## What the exercise asks
Filtering the records below, copy only those lines that include the word "handlers".

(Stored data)

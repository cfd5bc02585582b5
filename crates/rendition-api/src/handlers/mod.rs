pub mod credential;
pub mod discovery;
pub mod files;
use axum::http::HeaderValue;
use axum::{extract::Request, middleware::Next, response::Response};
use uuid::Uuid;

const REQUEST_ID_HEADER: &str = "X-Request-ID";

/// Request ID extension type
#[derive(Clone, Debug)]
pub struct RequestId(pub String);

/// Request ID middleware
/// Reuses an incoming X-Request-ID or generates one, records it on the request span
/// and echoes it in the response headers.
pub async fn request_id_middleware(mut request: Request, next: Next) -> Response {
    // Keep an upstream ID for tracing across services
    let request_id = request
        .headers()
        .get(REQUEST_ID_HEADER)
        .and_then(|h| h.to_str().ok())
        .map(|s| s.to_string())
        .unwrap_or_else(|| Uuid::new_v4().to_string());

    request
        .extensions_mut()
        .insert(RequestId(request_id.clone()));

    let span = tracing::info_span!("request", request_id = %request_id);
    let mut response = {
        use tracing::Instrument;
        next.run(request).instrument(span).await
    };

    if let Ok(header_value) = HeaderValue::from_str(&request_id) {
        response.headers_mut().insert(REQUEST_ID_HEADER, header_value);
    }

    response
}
* * *
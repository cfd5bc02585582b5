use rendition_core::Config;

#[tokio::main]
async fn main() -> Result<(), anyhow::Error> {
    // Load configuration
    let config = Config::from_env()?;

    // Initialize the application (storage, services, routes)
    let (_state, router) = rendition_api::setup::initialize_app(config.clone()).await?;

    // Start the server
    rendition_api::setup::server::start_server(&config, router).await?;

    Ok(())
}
* * *
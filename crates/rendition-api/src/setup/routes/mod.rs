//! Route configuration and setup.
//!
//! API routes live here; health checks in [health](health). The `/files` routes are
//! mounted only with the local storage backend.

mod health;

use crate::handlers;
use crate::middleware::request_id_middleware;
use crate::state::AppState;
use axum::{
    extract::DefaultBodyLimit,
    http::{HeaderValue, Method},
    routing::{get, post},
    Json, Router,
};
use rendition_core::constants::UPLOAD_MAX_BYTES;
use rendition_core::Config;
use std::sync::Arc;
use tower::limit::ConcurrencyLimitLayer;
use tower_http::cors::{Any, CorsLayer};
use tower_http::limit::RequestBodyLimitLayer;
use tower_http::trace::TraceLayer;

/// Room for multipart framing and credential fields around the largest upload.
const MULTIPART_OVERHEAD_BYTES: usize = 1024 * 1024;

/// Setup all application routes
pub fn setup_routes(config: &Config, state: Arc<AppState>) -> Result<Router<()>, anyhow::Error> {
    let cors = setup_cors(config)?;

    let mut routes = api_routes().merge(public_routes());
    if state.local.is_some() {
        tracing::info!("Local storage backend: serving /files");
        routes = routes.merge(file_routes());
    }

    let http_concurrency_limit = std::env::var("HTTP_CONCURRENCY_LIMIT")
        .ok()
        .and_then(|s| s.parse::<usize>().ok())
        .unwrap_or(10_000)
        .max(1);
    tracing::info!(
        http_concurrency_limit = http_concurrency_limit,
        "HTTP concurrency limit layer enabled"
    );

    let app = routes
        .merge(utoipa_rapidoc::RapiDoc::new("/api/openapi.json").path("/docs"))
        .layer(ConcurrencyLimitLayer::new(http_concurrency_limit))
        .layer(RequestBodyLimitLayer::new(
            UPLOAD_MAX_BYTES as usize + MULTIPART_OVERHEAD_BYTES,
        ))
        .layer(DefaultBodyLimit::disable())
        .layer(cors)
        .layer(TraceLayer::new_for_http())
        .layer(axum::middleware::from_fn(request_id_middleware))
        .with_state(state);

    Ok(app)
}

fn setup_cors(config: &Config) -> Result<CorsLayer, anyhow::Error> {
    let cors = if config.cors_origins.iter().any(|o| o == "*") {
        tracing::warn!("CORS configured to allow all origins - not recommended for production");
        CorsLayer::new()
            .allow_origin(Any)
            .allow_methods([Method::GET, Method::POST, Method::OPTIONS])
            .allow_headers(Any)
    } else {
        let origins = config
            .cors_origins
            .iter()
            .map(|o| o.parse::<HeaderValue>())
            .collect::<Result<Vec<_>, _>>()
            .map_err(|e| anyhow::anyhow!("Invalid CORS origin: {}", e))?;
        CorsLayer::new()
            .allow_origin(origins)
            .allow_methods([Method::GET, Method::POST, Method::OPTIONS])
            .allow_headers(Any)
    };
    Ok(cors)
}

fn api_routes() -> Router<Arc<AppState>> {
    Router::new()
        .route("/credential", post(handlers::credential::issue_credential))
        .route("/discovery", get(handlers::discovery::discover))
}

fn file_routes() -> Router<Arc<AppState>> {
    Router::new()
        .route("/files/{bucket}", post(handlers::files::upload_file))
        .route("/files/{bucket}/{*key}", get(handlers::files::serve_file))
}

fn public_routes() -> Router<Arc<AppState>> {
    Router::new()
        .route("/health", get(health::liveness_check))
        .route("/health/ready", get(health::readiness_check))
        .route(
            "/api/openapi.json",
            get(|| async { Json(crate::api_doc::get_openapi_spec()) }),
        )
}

## Reply to the exercise
filename crates/rendition-api/src/handlers/mod.rs
use crate::handlers;
        .route("/credential", post(handlers::credential::issue_credential))
        .route("/discovery", get(handlers::discovery::discover))
        .route("/files/{bucket}", post(handlers::files::upload_file))
        .route("/files/{bucket}/{*key}", get(handlers::files::serve_file))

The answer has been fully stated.